(Stored data entries)
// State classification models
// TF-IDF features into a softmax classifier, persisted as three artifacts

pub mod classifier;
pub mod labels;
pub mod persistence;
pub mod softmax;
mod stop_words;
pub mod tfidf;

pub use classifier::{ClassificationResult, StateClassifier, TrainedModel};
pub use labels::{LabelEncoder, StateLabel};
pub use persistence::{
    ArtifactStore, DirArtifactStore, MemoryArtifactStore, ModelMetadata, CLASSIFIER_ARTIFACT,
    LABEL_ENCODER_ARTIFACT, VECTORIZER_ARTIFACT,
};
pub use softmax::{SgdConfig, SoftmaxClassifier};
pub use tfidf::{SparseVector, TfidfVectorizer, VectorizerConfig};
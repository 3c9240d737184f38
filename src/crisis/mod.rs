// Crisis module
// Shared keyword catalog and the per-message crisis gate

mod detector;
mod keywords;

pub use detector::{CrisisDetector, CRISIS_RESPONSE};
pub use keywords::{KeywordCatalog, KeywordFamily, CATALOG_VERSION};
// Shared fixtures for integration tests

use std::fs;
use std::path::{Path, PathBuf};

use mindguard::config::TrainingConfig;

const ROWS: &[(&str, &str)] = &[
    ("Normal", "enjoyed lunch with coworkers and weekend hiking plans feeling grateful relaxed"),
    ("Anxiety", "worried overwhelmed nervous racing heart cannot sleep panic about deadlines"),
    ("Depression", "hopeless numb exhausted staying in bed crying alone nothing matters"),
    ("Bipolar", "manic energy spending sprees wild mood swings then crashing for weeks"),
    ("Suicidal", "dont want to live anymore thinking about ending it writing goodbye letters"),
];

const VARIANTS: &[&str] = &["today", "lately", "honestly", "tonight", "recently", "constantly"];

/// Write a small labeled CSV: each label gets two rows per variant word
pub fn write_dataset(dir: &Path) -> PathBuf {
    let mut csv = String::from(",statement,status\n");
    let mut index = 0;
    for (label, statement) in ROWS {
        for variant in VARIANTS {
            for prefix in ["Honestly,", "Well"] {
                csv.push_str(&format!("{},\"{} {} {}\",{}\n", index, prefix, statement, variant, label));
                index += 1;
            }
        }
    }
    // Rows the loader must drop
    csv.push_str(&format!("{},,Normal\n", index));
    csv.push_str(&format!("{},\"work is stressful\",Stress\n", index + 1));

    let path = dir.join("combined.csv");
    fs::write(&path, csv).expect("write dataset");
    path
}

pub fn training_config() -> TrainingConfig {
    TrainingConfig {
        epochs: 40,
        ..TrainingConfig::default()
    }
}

- [Activity]: For each line in the data, set it down again exactly.

- [Response below]:
// State classification models
// TF-IDF features into a softmax classifier, persisted as three artifacts

pub mod classifier;
pub mod labels;
pub mod persistence;
pub mod softmax;
mod stop_words;
pub mod tfidf;

pub use classifier::{ClassificationResult, StateClassifier, TrainedModel};
pub use labels::{LabelEncoder, StateLabel};
pub use persistence::{
    ArtifactStore, DirArtifactStore, MemoryArtifactStore, ModelMetadata, CLASSIFIER_ARTIFACT,
    LABEL_ENCODER_ARTIFACT, VECTORIZER_ARTIFACT,
};
pub use softmax::{SgdConfig, SoftmaxClassifier};
pub use tfidf::{SparseVector, TfidfVectorizer, VectorizerConfig};
repository 3c9240d737184f38
filename src/crisis/mod.rs
// Crisis module
// Shared keyword catalog and the per-message crisis gate

mod detector;
mod keywords;

pub use detector::{CrisisDetector, CRISIS_RESPONSE};
pub use keywords::{KeywordCatalog, KeywordFamily, CATALOG_VERSION};
// Shared fixtures for integration tests

use std::fs;
use std::path::{Path, PathBuf};

use mindguard::config::TrainingConfig;

const ROWS: &[(&str, &str)] = &[
    ("Normal", "enjoyed lunch with coworkers and weekend hiking plans feeling grateful relaxed"),
    ("Anxiety", "worried overwhelmed nervous racing heart cannot sleep panic about deadlines"),
    ("Depression", "hopeless numb exhausted staying in bed crying alone nothing matters"),
    ("Bipolar", "manic energy spending sprees wild mood swings then crashing for weeks"),
    ("Suicidal", "dont want to live anymore thinking about ending it writing goodbye letters"),
];

const VARIANTS: &[&str] = &["today", "lately", "honestly", "tonight", "recently", "constantly"];

/// Write a small labeled CSV: each label gets two rows per variant word
pub fn write_dataset(dir: &Path) -> PathBuf {
    let mut csv = String::from(",statement,status\n");
    let mut index = 0;
    for (label, statement) in ROWS {
        for variant in VARIANTS {
            for prefix in ["Honestly,", "Well"] {
                csv.push_str(&format!("{},\"{} {} {}\",{}\n", index, prefix, statement, variant, label));
                index += 1;
            }
        }
    }
    // Rows the loader must drop
    csv.push_str(&format!("{},,Normal\n", index));
    csv.push_str(&format!("{},\"work is stressful\",Stress\n", index + 1));

    let path = dir.join("combined.csv");
    fs::write(&path, csv).expect("write dataset");
    path
}

pub fn training_config() -> TrainingConfig {
    TrainingConfig {
        epochs: 40,
        ..TrainingConfig::default()
    }
}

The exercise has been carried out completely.